Estimados dueños del mundo.

Por lo pronto recuerdo haber ido a recoger mis manos dónde el anatomista, ya van quince días desde que decidí pasar una carta “al sistema” en la que decía:

 


12 -de ese mes que quiero olvidar-,  del año en curso -cuando esto sea que se lea-

Estimados dueños del mundo.

Tal cual como lo conocemos.

Ciudad.

Por medio de la presente quiero pasar una notificación de cambio de profesión, ya que mis oídos se congestionaron en el pasado viaje por el cambio de altura, entendiendo que me dedicaba escuchar a las personas para que se sintieran importantes y saber que no podre seguir haciendolo; después de preocuparme por mi futuro fui a un sitio de copas y escuché un pianista, me trajó tanta calma,  y me dije “eso es lo que quiero, ser pianista”  y esperó que atentos a mi petición me concedan un par de nuevas y talentosas manos de pianista.

Gracias,

Psicólogo

TP # 342637.


Es que uno no ya no sabe cuando la vida le va a dar una vuelta, al parecer las notificaciones automáticas  del sistema están colapsadas, por lo general siempre llegaban poniéndome al tanto de los días de evaluaciones de talentos y mantenimientos, pero ya llevo tiempos sin recibirlas. También, recuerdo ese día en el que me enamore y no me avisaron que tendría una actualización en mi corazón.

Ayer fui donde un técnico independiente para que me hiciera una ampliación de memoria, me dio media canasta de huevos y una bolsa de leche. Los huevos y la leche salieron buenos, pero la memoria, ¡Ummm!… tengo mis dudas. Olvidé por ejemplo un documento importante que debí entregarle al anatomista. Junto con el número de mi propia casa para llamar y pedirle a mi perro que me lo enviase por correo.
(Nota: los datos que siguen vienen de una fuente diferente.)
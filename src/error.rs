//! Error types and helpers.
use {core::str::Utf8Error, thiserror::Error};

/// Errors surfaced while decoding a message or while building one.
///
/// Decode failures are raised lazily, at the access that first touches the
/// offending bytes; unrelated parts of the same message stay readable.
#[derive(Error, Debug, Clone, PartialEq, Eq)]
pub enum Error {
    #[error("bad magic at offset {offset}: found {found:#010x}, expected {expected:#010x}")]
    BadMagic {
        offset: usize,
        found: u32,
        expected: u32,
    },
    #[error("object at offset {offset} needs {size} bytes but the buffer holds {len}")]
    Truncated {
        offset: usize,
        size: usize,
        len: usize,
    },
    #[error("index {index} out of range for list of length {len}")]
    OutOfRange { index: usize, len: usize },
    #[error("text payload is not valid utf-8")]
    InvalidUtf8(#[from] Utf8Error),
    #[error("48-bit value {0} does not fit in usize")]
    Overflow(u64),
    #[error("union has no payload for this access")]
    EmptyUnion,
    #[error(
        "in-place child must be allocated directly after its owner \
         (owner ends at {expected}, write cursor at {found})"
    )]
    InplaceOrder { expected: usize, found: usize },
}

pub type Result<T> = core::result::Result<T, Error>;

#[cold]
pub(crate) const fn bad_magic(offset: usize, found: u32, expected: u32) -> Error {
    Error::BadMagic {
        offset,
        found,
        expected,
    }
}

#[cold]
pub(crate) const fn truncated(offset: usize, size: usize, len: usize) -> Error {
    Error::Truncated { offset, size, len }
}

#[cold]
pub(crate) const fn out_of_range(index: usize, len: usize) -> Error {
    Error::OutOfRange { index, len }
}

#[cold]
pub(crate) const fn overflow(value: u64) -> Error {
    Error::Overflow(value)
}

#[cold]
pub(crate) const fn empty_union() -> Error {
    Error::EmptyUnion
}

#[cold]
pub(crate) const fn inplace_order(expected: usize, found: usize) -> Error {
    Error::InplaceOrder { expected, found }
}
El reloj marcó las 10:10 p.m. y  recibí la llamada de un tal Pacho, contesté y me cuenta una gran cantidad de cosas, que para mi no tenían sentido. Me envió unos archivos adjuntos y una dirección. Al llegar,  me plantó con mi cara de no sé que hago aquí. Transcurridos  unos minutos me atendieron e ingresaron a un quirófano: luces, olores a mentol, batas, tapabocas y gafas; al despertar tuve una incesante necesidad de ponerme en frente de un piano, cuando me levanté moví los dedos con agilidad y entusiasmo, me alisté y con cautela fui al lugar de copas y me senté frente a mi destino.

Encontrarme a Pacho, mi perro, perro secretario,  ha sido una de las más lindas sorpresas que me ha dado la vida, la mayoría de mis amigos tienen perro policía, agricultor o médico, el mío es secretario.

Pedí unas manos talentosas, no de genio, mis oídos seguían dañados, solo movía rápido mis dedos, pero es como pedirle a Beethoven que tocará sin manos la novena sinfonía. Ahora soy titiritero y a través de finos hilos muevo todas las cartas que quiero. Ahora soy todo lo que quiero.